I was never not going to go and see the second Sex and the City film, although I had my reservations almost as soon as I heard it was being made. I was a huge fan of the TV series and I also really enjoyed the first film which I found entertaining, touching and extremely heartwarming. I forgave it its excessive cheesiness and its obsession with money, materialism and Manolo Blahnik because it made me laugh, it was entertaining and I actually thought the story at its heart was a good one.

The reason I was dubious about a second film was that every loose end left lying seemed to be tied up well and tightly the last time. Carrie and Big finally married; Miranda and Steve resolved their fidelity problems; Charlotte’s fertility woes disappeared and Samantha and Smith parted ways in an ultra-civilised manner, she returning to her sassy, single self and he, well, disappearing into the ether of ex-boyfriend-dom, presumably never to be mentioned again. And that seemed to be that. So when I heard there was a sequel in the making I was instantly wary: where could the story could go next without dismantling that nicely wrapped up parcel?

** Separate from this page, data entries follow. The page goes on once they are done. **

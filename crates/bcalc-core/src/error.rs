#![forbid(unsafe_code)]

//! Error types for configuration loading.
//!
//! The calculation itself has no error path; only reading a configuration
//! file can fail.

use std::fmt;

/// Configuration loading failure.
#[derive(Debug)]
pub enum ConfigError {
    /// The file could not be read.
    Io(std::io::Error),
    /// The TOML did not parse or had the wrong shape.
    Toml(toml::de::Error),
    /// Values parsed but fall outside accepted ranges.
    Invalid(Vec<String>),
}

impl fmt::Display for ConfigError {
    fn fmt(&self, f: &mut fmt::Formatter<'_>) -> fmt::Result {
        match self {
            Self::Io(err) => write!(f, "config I/O error: {err}"),
            Self::Toml(err) => write!(f, "config TOML error: {err}"),
            Self::Invalid(problems) => {
                write!(f, "invalid config: {}", problems.join("; "))
            }
        }
    }
}

impl std::error::Error for ConfigError {
    fn source(&self) -> Option<&(dyn std::error::Error + 'static)> {
        match self {
            Self::Io(err) => Some(err),
            Self::Toml(err) => Some(err),
            Self::Invalid(_) => None,
        }
    }
}

impl From<std::io::Error> for ConfigError {
    fn from(err: std::io::Error) -> Self {
        Self::Io(err)
    }
}

impl From<toml::de::Error> for ConfigError {
    fn from(err: toml::de::Error) -> Self {
        Self::Toml(err)
    }
}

Well, to Abu Dhabi it seems.  But before we get into that, let’s catch up with the “fabulous” (I can’t take the word ‘fabulous’ seriously anymore, sorry) foursome.  What have they been doing since we left them two years ago, toasting cosmopolitans to Samantha as she turned 50?  Well, Carrie Preston-but-still-sometimes-Bradshaw (not sure what’s going on there) has been married to John, a.k.a Mr Big (I want to refer to him as ‘The Artist, formerly known as Prince” for some reason), for two years, and seems to have spent most of that time lavishing money on their ultra-sleek new apartment while continuously berating him for sometimes wanting to watch television and put his feet up on the couch (she somehow didn’t know this about him before she married him, of course). Gone, sadly, are the days of Carrie’s cramped but charming rent-controlled apartment with its bulging wardrobe and its two bathroom doors. Gone too, seem to be the days of her happy-go-lucky disposition and her cute one-liners. Carrie is no fun in 2010. She moans a lot and she seems to have abandoned every personality trait that once made her so endearing. “Is this because I’m a bitch wife who nags you?”, she wails at Big. Well yes, Carrie, yes it bloody well is!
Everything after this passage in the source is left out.